The judge of the city court of Jesup presided in the city court of Baxley at the trial of the plaintiff in error. Plaintiff in error made a “motion for a disqualification” of the judge of the city court of Jesup, on the ground that the judge of the city court of Baxley “was in open court and not disqualified in any way from the trial of the said case.” This motion was overruled, and in a ground of the motion for a new trial this was alleged to be error. The record does not show that the judge of the city court of Baxley was disqualified or was providentially prevented from trying the case. In fact, the record shows that he; as steno*132grapher, “reported the case and was in open court all through the trial,” and that the judge of the city court of Jesup stated that the judge of the city court of Baxley had engaged him “to hold this term of court to try some disqualified cases and others, this particular case not disqualified, but on the calendar at this term.”

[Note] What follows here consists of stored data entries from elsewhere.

use serde::{Deserialize, Serialize};

use super::classify::{MatchOutcome, MatchState};

#[derive(Debug, Clone, Copy, PartialEq, Eq, Serialize, Deserialize)]
#[serde(rename_all = "lowercase")]
pub enum MatchResult {
    Win,
    Loss,
    Live,
    Pending,
}

/// One line of a team's schedule, seen from that team's side
#[derive(Debug, Clone, PartialEq, Serialize, Deserialize)]
pub struct HistoryEntry {
    /// Local "MM-DD HH:MM", or "-" when the match has no date
    pub date: String,
    pub opponent: String,
    pub score: String,
    pub result: MatchResult,
    pub best_of: u32,
    pub full_length: bool,
    /// Epoch milliseconds; 0 when undated
    pub timestamp_ms: i64,
}

/// Running statistics for one team within one tournament
#[derive(Debug, Clone, Default, PartialEq, Serialize, Deserialize)]
pub struct TeamStats {
    pub name: String,
    pub bo3_full: u32,
    pub bo3_total: u32,
    pub bo5_full: u32,
    pub bo5_total: u32,
    pub series_won: u32,
    pub series_total: u32,
    pub games_won: u32,
    pub games_total: u32,
    pub win_streak: u32,
    pub loss_streak: u32,
    /// Latest finished match, epoch milliseconds; 0 when none
    pub last_match_ms: i64,
    /// Most recent first
    pub history: Vec<HistoryEntry>,
}

impl TeamStats {
    pub fn new(name: &str) -> Self {
        Self {
            name: name.to_string(),
            ..Default::default()
        }
    }

    pub fn push_history(&mut self, entry: HistoryEntry) {
        self.history.push(entry);
    }

    /// Fold one finished series into the counters
    pub fn record_series(&mut self, games_won: u32, outcome: &MatchOutcome, won: bool, timestamp_ms: i64) {
        self.series_total += 1;
        self.games_total = self
            .games_total
            .saturating_add(outcome.score1.saturating_add(outcome.score2));
        self.games_won = self.games_won.saturating_add(games_won);

        match outcome.best_of {
            3 => {
                self.bo3_total += 1;
                self.bo3_full += u32::from(outcome.full_length);
            }
            5 => {
                self.bo5_total += 1;
                self.bo5_full += u32::from(outcome.full_length);
            }
            _ => {}
        }

        if won {
            self.series_won += 1;
            self.extend_win_streak();
        } else {
            self.extend_loss_streak();
        }

        self.last_match_ms = self.last_match_ms.max(timestamp_ms);
    }

    pub fn sort_history(&mut self) {
        self.history.sort_by(|a, b| b.timestamp_ms.cmp(&a.timestamp_ms));
    }

    fn extend_win_streak(&mut self) {
        if self.loss_streak > 0 {
            self.loss_streak = 0;
            self.win_streak = 1;
        } else {
            self.win_streak += 1;
        }
    }

    fn extend_loss_streak(&mut self) {
        if self.win_streak > 0 {
            self.win_streak = 0;
            self.loss_streak = 1;
        } else {
            self.loss_streak += 1;
        }
    }
}

/// Result of a row from one side's perspective
pub fn result_for(outcome: &MatchOutcome, is_team1: bool) -> MatchResult {
    match outcome.state {
        MatchState::Finished if outcome.team1_won() == is_team1 => MatchResult::Win,
        MatchState::Finished => MatchResult::Loss,
        MatchState::Live => MatchResult::Live,
        MatchState::NotStarted => MatchResult::Pending,
    }
}
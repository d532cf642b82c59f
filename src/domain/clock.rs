use chrono::{DateTime, FixedOffset, NaiveDate, NaiveDateTime, TimeZone, Utc};

/// Reference timezone for "today", schedule dates and time slots (UTC+8)
const LOCAL_OFFSET_SECS: i32 = 8 * 3600;

pub fn local_offset() -> FixedOffset {
    FixedOffset::east_opt(LOCAL_OFFSET_SECS).expect("UTC+8 is a valid offset")
}

pub fn to_local(at: DateTime<Utc>) -> DateTime<FixedOffset> {
    at.with_timezone(&local_offset())
}

pub fn local_date(at: DateTime<Utc>) -> NaiveDate {
    to_local(at).date_naive()
}

/// Local calendar date of an epoch-millisecond timestamp
pub fn local_date_of_millis(millis: i64) -> Option<NaiveDate> {
    Utc.timestamp_millis_opt(millis).single().map(local_date)
}

/// Parse the upstream `DateTime_UTC` value ("2026-03-01 08:00:00")
pub fn parse_upstream_datetime(raw: &str) -> Option<DateTime<Utc>> {
    let trimmed = raw.trim();
    if trimmed.is_empty() {
        return None;
    }

    let normalized = trimmed.replace('T', " ");
    let trimmed_zone = normalized.trim_end_matches('Z');
    ["%Y-%m-%d %H:%M:%S", "%Y-%m-%d %H:%M:%S%.f", "%Y-%m-%d %H:%M"]
        .iter()
        .find_map(|fmt| NaiveDateTime::parse_from_str(trimmed_zone, fmt).ok())
        .map(|naive| naive.and_utc())
}
use std::time::Duration;
use tokio::time::{Instant, sleep_until};

/// Enforces a minimum spacing between consecutive upstream requests.
///
/// The first request goes out immediately; later ones wait out whatever is
/// left of `delay` since the previous call.
pub struct RateLimiter {
    delay: Duration,
    last_request: Option<Instant>,
}

impl RateLimiter {
    pub fn new(delay: Duration) -> Self {
        Self {
            delay,
            last_request: None,
        }
    }

    pub async fn wait(&mut self) {
        if let Some(ready_at) = self.ready_at() {
            sleep_until(ready_at).await;
        }
        self.last_request = Some(Instant::now());
    }

    fn ready_at(&self) -> Option<Instant> {
        self.last_request
            .map(|last| last + self.delay)
            .filter(|ready_at| *ready_at > Instant::now())
    }
}

#[cfg(test)]
mod tests {
    use super::*;

    #[tokio::test]
    async fn test_first_wait_is_immediate() {
        let mut limiter = RateLimiter::new(Duration::from_secs(60));
        let started = Instant::now();
        limiter.wait().await;
        assert!(started.elapsed() < Duration::from_secs(1));
    }

    #[tokio::test]
    async fn test_second_wait_respects_spacing() {
        let mut limiter = RateLimiter::new(Duration::from_millis(30));
        limiter.wait().await;

        let started = Instant::now();
        limiter.wait().await;
        assert!(started.elapsed() >= Duration::from_millis(25));
    }
}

By the section 4828 of the Civil Code (1910), a judge of one city court can preside in another city court only in cases which the judge of the latter court “is disqualified or is providentially prevented from trying.” In Ga., Fla. & Ala. Ry. Co. v. Sasser, 4 Ga. App. 276 (61 S. E. 505), it was held: “If the judge of the city court is disqualified, any other city court judge may preside in his stead.” In the headnote of Baldwin v. Ragan, 6 Ga. App. 529 (65 S. E. 335), it was said: “Under the act of 1899 (Acts 1899, p. 48) judges of the city courts are authorized and empowered to preside in the courts of one another interehangably, and while so presiding to try all cases there pending which the judge of the court is disqualified or providentially prevented from trying. Other cases the judge so presiding may, by consent of the parties, try and determine.” In discussing this ease Chief Judge Hill said (pp. 530, 531): “Now the judges of the superior courts of this State are authorized to preside in the courts of one another and perform all the functions of the judge of such superior court when so presiding. The act above quoted seems, in the first part of the act, to give the same right to judges of the city courts of this State, but in the latter part of the act it limits the right of the judge of the outside city court to perform any functions of the judge of the city court in which he may be presiding, except where the judge of the latter court is disqualified or is providentially prevented from trying the case. Construing the entire act, we think that under it the judges of the city courts of this State may exchange courts, and preside for one another, and that they have the right to try all cases in the court in which they are called upon to preside which the judge of the court is disqualified or providentially prevented from trying, and may also, while so presiding, hear such cases as may be submitted to them by consent of the parties, although the judge of the court is not disqualified or providentially prevented from trying them. Of course, parties can *133not by consent give jurisdiction to a court which has none. Civil Code [of 1895], § 5079.”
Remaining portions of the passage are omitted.